Little more than a year ago, when Madison Capital Partners took control of Pawnee Rotational Molding Co., the operation needed more than a new owner, it needed a shot of morale, said Madison partner Scott Murray. By August 1995, Pawnee was a company on the mend, with a clearcut agenda for boosting both morale and profit. Today the firm, restructured and stronger, consistently is meeting its goals, and, says Murray, its employees' demeanors are much-improved.
``When we got in there .... they were kind of a down-in-the-mouth organization,'' he said from Madison's Chicago headquarters. ``Morale was low. Employee turnover was high. They didn't even know they could be successful. A year later ... it's truly a group that's operating as a team. They're excited about doing their jobs.''
As a work force, Pawnee is 25-30 workers shy of the 135 it had when Madison bought the Maple Plain, Minn., rotomolder. As part of its restructuring, the company phased out mostly manufacturing jobs, and tightened its rotomolding ranks into three, self-directed six-person cells per shift, with each cell running four machines. Now, according to Earl Ford, vice president of sales and marketing, the firm is putting out more work.
``We are able to accomplish more with less,'' he said.
Larry Paulson, Pawnee president since March, installed cellular manufacturing last summer, when he was still vice president of manufacturing.
Paulson said he runs production a little like a baseball game.
``The company had real problems with scrap, production and performance due to delivery dates,'' Paulson said.
The traditional methods were not working, so he divided the employees into teams, or cells, appointed leaders, and made each group responsible for its productivity, quality and scrap rates.
``Now we've got something a little more finite to worry about,'' he said.
Ford said the cells have made time clocks obsolete, since cell leaders do the scheduling. Special software, which records each job's manufacturing parameters in barcoded format, including material and labor, allows the company to trace every aspect of production back to its source.
Paulson said Pawnee has invested huge chunks of time in management and leadership seminars to help workers meet their new challenges.
Also, since January, employees have been rewarded for their efforts with a gain-sharing plan that gives them a cut of the company's profit. The firm also gives out monthly prizes for cells that achieve the best numbers in production and scrap rates.
The results: Scrap rates, as high as 12 percent last summer, have dropped to 3 percent; productivity and on-time shipments are up; last month overtime hit an all-time low, Ford said.
Last year sales reached $17 million, up $5 million from 1994. In May the company brought on a second sales representative to grow those sales into new Midwest regions, although, ``We're not restricted by geographics,'' said Ford, pointing out that longtime customer Club Car Inc. is in Augusta, Ga. ``We are shipping some products overseas,'' he said.

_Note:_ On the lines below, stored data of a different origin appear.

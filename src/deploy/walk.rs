// ABOUTME: Recursive directory walk shared by the packager, publisher, and bundle staging.
// ABOUTME: Yields regular files in sorted order with '/'-separated relative paths.

use std::fs;
use std::io;
use std::path::{Component, Path, PathBuf};

use tracing::debug;

/// A regular file found under the walk root.
#[derive(Debug, Clone, PartialEq, Eq)]
pub struct WalkEntry {
    pub path: PathBuf,
    /// Path relative to the root, always `/`-separated.
    pub relative: String,
}

#[derive(Debug, thiserror::Error)]
#[error("cannot read {path}: {source}")]
pub struct WalkError {
    pub path: PathBuf,
    pub source: io::Error,
}

/// Collect every regular file under `root`. Any file or directory listed in
/// `exclude` is skipped along with everything beneath it. Symlinks and
/// special files are skipped.
pub fn collect_files(root: &Path, exclude: &[&Path]) -> Result<Vec<WalkEntry>, WalkError> {
    let root = root.canonicalize().map_err(|source| WalkError {
        path: root.to_path_buf(),
        source,
    })?;
    let exclude: Vec<PathBuf> = exclude.iter().filter_map(|p| resolve(p)).collect();

    let mut entries = Vec::new();
    visit(&root, &root, &exclude, &mut entries)?;
    entries.sort_by(|a, b| a.relative.cmp(&b.relative));
    Ok(entries)
}

fn visit(
    root: &Path,
    dir: &Path,
    exclude: &[PathBuf],
    entries: &mut Vec<WalkEntry>,
) -> Result<(), WalkError> {
    let read_err = |source: io::Error| WalkError {
        path: dir.to_path_buf(),
        source,
    };

    for child in fs::read_dir(dir).map_err(read_err)? {
        let child = child.map_err(read_err)?;
        let path = child.path();
        let file_type = child.file_type().map_err(|source| WalkError {
            path: path.clone(),
            source,
        })?;

        if exclude.contains(&path) {
            debug!(path = %path.display(), "Skipping excluded path inside source tree");
            continue;
        }

        if file_type.is_dir() {
            visit(root, &path, exclude, entries)?;
        } else if file_type.is_file() {
            let relative = relative_key(root, &path);
            entries.push(WalkEntry { path, relative });
        } else {
            debug!(path = %path.display(), "Skipping symlink or special file");
        }
    }
    Ok(())
}

fn relative_key(root: &Path, path: &Path) -> String {
    path.strip_prefix(root)
        .unwrap_or(path)
        .components()
        .filter_map(|c| match c {
            Component::Normal(part) => Some(part.to_string_lossy().into_owned()),
            _ => None,
        })
        .collect::<Vec<_>>()
        .join("/")
}

/// Absolute form of `path`, even when the file itself does not exist yet.
fn resolve(path: &Path) -> Option<PathBuf> {
    if let Ok(resolved) = path.canonicalize() {
        return Some(resolved);
    }
    let name = path.file_name()?;
    let parent = match path.parent() {
        Some(p) if !p.as_os_str().is_empty() => p,
        _ => Path::new("."),
    };
    parent.canonicalize().ok().map(|p| p.join(name))
}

No single market is driving sales and profit, though several markets have seen increased shares during the past few years, including Pawnee's outdoor rec-reation and floor-care businesses. The firm's largest segments, which each hold about 18-20 percent of sales, are playground equipment, military parts and a highly diversified industrial market. Its other markets contribute 10-12 percent to the company's overall business, Ford said.
Rotomolded products include tanks and housings for floor-care equipment makers such as Breuer/ Tornado Corp. of Chicago; a lidded cargo box for an all-terrain vehicle made by Polaris Industries L.P. in Minneapolis; a boat hull for Mercury Marine of Fond du Lac, Wis.; a three-binned refreshment unit that fits into ClubCar golf carts; and toys, which it has made for more than 30 years.
Military is an 18-year-old market for the firm. And though it is ``not growing in leaps and bounds,'' it brings in ``a good, steady business,'' Ford said.
At its 138,000-square-foot headquarters plant in Maple Plain, the firm operates 13 rotomolders, mostly three-arm carousels, Ferrys and McNeils; a rock 'n' roll machine; two FSP clamshells; even some homemade models, Paulson said. One clamshell machine is dedicated to research and development, and a third clamshell, along with a new, five-axis router, is due to be delivered this fall, an investment of about $270,000.
About 10 people work in its R&D, engineering and model shop, where Pawnee does the work necessary to get a part production-ready as well as finishing operations. It also makes much of its own cooling and foaming fixtures. The area recently has been remodeled and expanded to 45,000 square feet, almost three times its former size, Ford said.
About half of its new business is for applications being converted from metal or thermoformed plastic, where part consolidation is a main reason for the switch, he said.
Madison did not purchase Pawnee as a portfolio company, Paulson said. Rather, the partners are looking to expand into plastics with other acquisitions, Murray confirmed.
He and partner Larry Gies formed Madison in mid-1994 to buy low-tech industrial manufacturing companies in the Midwest. They bought the rotomolder from Pawnee Industries Inc. of Wichita, Kan., when it disbanded last year.